Inégalités et pauvreté en France : les voyants au rouge

Pour la première fois de l’Histoire, les inégalités ont augmenté simultanément dans la quasi-totalité des pays du monde en raison de la pandémie de Covid-19 et de ses impacts. La France n’y échappe pas : depuis le début de la crise, des centaines de milliers de personnes tombent dans la pauvreté tandis que la fortune des milliardaires atteint déjà de nouveaux sommets.

Les indicateurs de la pauvreté et des inégalités explosent en France

La crise sanitaire a amplifié les inégalités partout dans le monde

Depuis le début de la crise du Covid-19, les chiffres de la pauvreté s’envolent partout dans le monde. Cette pandémie n’est pas seulement une crise sanitaire, elle est également une crise économique et sociale et ses effets sont destructeurs. Selon Kristina Georgieva, directrice générale du FMI, « l’impact sera profond (…) avec des inégalités croissances provoquant des bouleversements sociaux et économiques. »

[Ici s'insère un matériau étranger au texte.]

//! Top-level error taxonomy (spec §7). `ProtocolError` itself lives in
//! [`crate::protocol`] since it is part of the codec, not the transport glue.

use thiserror::Error;

/// Bad operator input: a malformed endpoint, a player name over 255 bytes, a
/// CLI flag that failed to parse. Fatal on startup.
#[derive(Debug, Error)]
pub enum ConfigError {
    #[error("endpoint {0:?} is missing a port (expected host:port)")]
    MissingPort(String),

    #[error("player name is {len} bytes, exceeds the 255 byte limit")]
    NameTooLong { len: usize },

    #[error("could not resolve host {host:?}: {source}")]
    Resolve {
        host: String,
        #[source]
        source: std::io::Error,
    },

    #[error("host {0:?} resolved to no addresses")]
    NoAddresses(String),
}

/// Failure to establish the server's TCP connection (client side) or to
/// bind/listen (server side). Fatal.
#[derive(Debug, Error)]
pub enum ConnectError {
    #[error("failed to bind to {addr}: {source}")]
    Bind {
        addr: String,
        #[source]
        source: std::io::Error,
    },

    #[error("failed to connect to {addr}: {source}")]
    Connect {
        addr: String,
        #[source]
        source: std::io::Error,
    },
}

/// An asynchronous write to a peer failed. Server: close and drop that
/// connection. Client: fatal.
#[derive(Debug, Error)]
#[error("failed to send to {to}: {source}")]
pub struct SendError {
    pub to: String,
    #[source]
    pub source: std::io::Error,
}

En France, 1 million de personnes auraient basculé dans la pauvreté

En France, selon les associations caritatives, ce n’est pas moins d’un million de personnes qui auraient basculé dans la pauvreté à cause de la pandémie. Une tendance sans précédent, illustrée par des chiffres alarmants : en 2020, jusqu’à 7 millions de personnes auraient eu recours à l’aide alimentaire, soit près de 10% de la population française selon les derniers chiffres du Secours Catholique (novembre 2021). En 2008, on comptait moins de 3 millions de bénéficiaires. Autres signaux forts : le nombre d’allocataires du revenu de solidarité active (RSA) a fortement augmenté depuis le début de la crise sanitaire, tout comme le nombre d’inscrits à Pôle Emploi.

Comme le met en lumière le rapport d’Oxfam « Le virus des inégalités »,  l’évolution de l’épargne des Français-es est également un indicateur important des inégalités qui sont à l’œuvre. Selon une étude du Conseil d’Analyse Economique, les 20% des Français-es les plus pauvres ont vu leur épargne diminuer de près de 2 milliards d’euros pendant le premier confinement, tandis que les 10% les plus riches voyaient leur fortune augmenter de plus de 25 milliards d’euros.

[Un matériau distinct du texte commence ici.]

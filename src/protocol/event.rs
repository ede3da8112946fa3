//! `Event` — the tagged union nested inside `Turn` (spec §3, §4.1).

use super::primitives::{read_u32, read_u8, Position, ProtocolError};
use bytes::BufMut;
use bytes::BytesMut;
use tokio::io::AsyncRead;

#[derive(Debug, Clone, PartialEq, Eq)]
pub enum Event {
    BombPlaced { bomb_id: u32, position: Position },
    BombExploded { bomb_id: u32, robots_destroyed: Vec<u8>, blocks_destroyed: Vec<Position> },
    PlayerMoved { player_id: u8, position: Position },
    BlockPlaced { position: Position },
}

const TAG_BOMB_PLACED: u8 = 0;
const TAG_BOMB_EXPLODED: u8 = 1;
const TAG_PLAYER_MOVED: u8 = 2;
const TAG_BLOCK_PLACED: u8 = 3;

impl Event {
    pub async fn decode<R: AsyncRead + Unpin>(r: &mut R) -> Result<Self, ProtocolError> {
        let tag = read_u8(r).await?;
        match tag {
            TAG_BOMB_PLACED => {
                let bomb_id = read_u32(r).await?;
                let position = Position::decode(r).await?;
                Ok(Event::BombPlaced { bomb_id, position })
            }
            TAG_BOMB_EXPLODED => {
                let bomb_id = read_u32(r).await?;
                let robots_destroyed = read_player_id_list(r).await?;
                let blocks_destroyed = read_position_list(r).await?;
                Ok(Event::BombExploded { bomb_id, robots_destroyed, blocks_destroyed })
            }
            TAG_PLAYER_MOVED => {
                let player_id = read_u8(r).await?;
                let position = Position::decode(r).await?;
                Ok(Event::PlayerMoved { player_id, position })
            }
            TAG_BLOCK_PLACED => {
                let position = Position::decode(r).await?;
                Ok(Event::BlockPlaced { position })
            }
            other => Err(ProtocolError::UnknownTag { tag: other, context: "Event" }),
        }
    }

    pub fn encode_into(&self, buf: &mut BytesMut) {
        match self {
            Event::BombPlaced { bomb_id, position } => {
                buf.put_u8(TAG_BOMB_PLACED);
                buf.put_u32(*bomb_id);
                position.encode_into(buf);
            }
            Event::BombExploded { bomb_id, robots_destroyed, blocks_destroyed } => {
                buf.put_u8(TAG_BOMB_EXPLODED);
                buf.put_u32(*bomb_id);
                write_player_id_list(buf, robots_destroyed);
                write_position_list(buf, blocks_destroyed);
            }
            Event::PlayerMoved { player_id, position } => {
                buf.put_u8(TAG_PLAYER_MOVED);
                buf.put_u8(*player_id);
                position.encode_into(buf);
            }
            Event::BlockPlaced { position } => {
                buf.put_u8(TAG_BLOCK_PLACED);
                position.encode_into(buf);
            }
        }
    }
}

pub(super) async fn read_player_id_list<R: AsyncRead + Unpin>(
    r: &mut R,
) -> Result<Vec<u8>, ProtocolError> {
    let len = read_u32(r).await? as usize;
    let mut out = Vec::with_capacity(len);
    for _ in 0..len {
        out.push(read_u8(r).await?);
    }
    Ok(out)
}

pub(super) fn write_player_id_list(buf: &mut BytesMut, ids: &[u8]) {
    buf.put_u32(ids.len() as u32);
    for id in ids {
        buf.put_u8(*id);
    }
}

pub(super) async fn read_position_list<R: AsyncRead + Unpin>(
    r: &mut R,
) -> Result<Vec<Position>, ProtocolError> {
    let len = read_u32(r).await? as usize;
    let mut out = Vec::with_capacity(len);
    for _ in 0..len {
        out.push(Position::decode(r).await?);
    }
    Ok(out)
}

pub(super) fn write_position_list(buf: &mut BytesMut, positions: &[Position]) {
    buf.put_u32(positions.len() as u32);
    for p in positions {
        p.encode_into(buf);
    }
}

pub(super) async fn read_event_list<R: AsyncRead + Unpin>(
    r: &mut R,
) -> Result<Vec<Event>, ProtocolError> {
    let len = read_u32(r).await? as usize;
    let mut out = Vec::with_capacity(len);
    for _ in 0..len {
        out.push(Event::decode(r).await?);
    }
    Ok(out)
}

pub(super) fn write_event_list(buf: &mut BytesMut, events: &[Event]) {
    buf.put_u32(events.len() as u32);
    for e in events {
        e.encode_into(buf);
    }
}
//! Client -> server messages (spec §4.1).

use super::primitives::{read_string, read_u8, write_string, Direction, ProtocolError};
use bytes::{BufMut, BytesMut};
use tokio::io::AsyncRead;

#[derive(Debug, Clone, PartialEq, Eq)]
pub enum ClientMessage {
    Join { name: String },
    PlaceBomb,
    PlaceBlock,
    Move(Direction),
}

const TAG_JOIN: u8 = 0;
const TAG_PLACE_BOMB: u8 = 1;
const TAG_PLACE_BLOCK: u8 = 2;
const TAG_MOVE: u8 = 3;

impl ClientMessage {
    pub async fn decode<R: AsyncRead + Unpin>(r: &mut R) -> Result<Self, ProtocolError> {
        let tag = read_u8(r).await?;
        match tag {
            TAG_JOIN => Ok(ClientMessage::Join { name: read_string(r).await? }),
            TAG_PLACE_BOMB => Ok(ClientMessage::PlaceBomb),
            TAG_PLACE_BLOCK => Ok(ClientMessage::PlaceBlock),
            TAG_MOVE => Ok(ClientMessage::Move(Direction::decode(r).await?)),
            other => Err(ProtocolError::UnknownTag { tag: other, context: "ClientMessage" }),
        }
    }

    pub fn encode_into(&self, buf: &mut BytesMut) {
        match self {
            ClientMessage::Join { name } => {
                buf.put_u8(TAG_JOIN);
                write_string(buf, name);
            }
            ClientMessage::PlaceBomb => buf.put_u8(TAG_PLACE_BOMB),
            ClientMessage::PlaceBlock => buf.put_u8(TAG_PLACE_BLOCK),
            ClientMessage::Move(direction) => {
                buf.put_u8(TAG_MOVE);
                direction.encode_into(buf);
            }
        }
    }

    pub fn encode(&self) -> BytesMut {
        let mut buf = BytesMut::new();
        self.encode_into(&mut buf);
        buf
    }
}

Des chiffres qui témoignent de l’accroissement de la pauvreté et des inégalités en 2020

Aide alimentaire

En 2020, jusqu’à 7 millions de personnes auraient eu recours à l’aide alimentaire selon le Secours Catholique. On comptait moins de 3 millions de bénéficiaires en 2008.

Revenu de solidarité active

Le nombre d’allocataires du revenu de solidarité active (RSA) a augmenté de 150 000 entre octobre 2019 et octobre 2020, portant à 2,1 millions de personnes le nombre de bénéficiaires, soit une augmentation de 8,5%.

Epargne

L’épargne des 20% des Français-e-s les plus pauvres a diminué de près de 2 milliards d’euros pendant le premier confinement, alors que les 10% des Français-e-s les plus riches ont vu leur fortune augmenter de plus de 25 milliards d’euros.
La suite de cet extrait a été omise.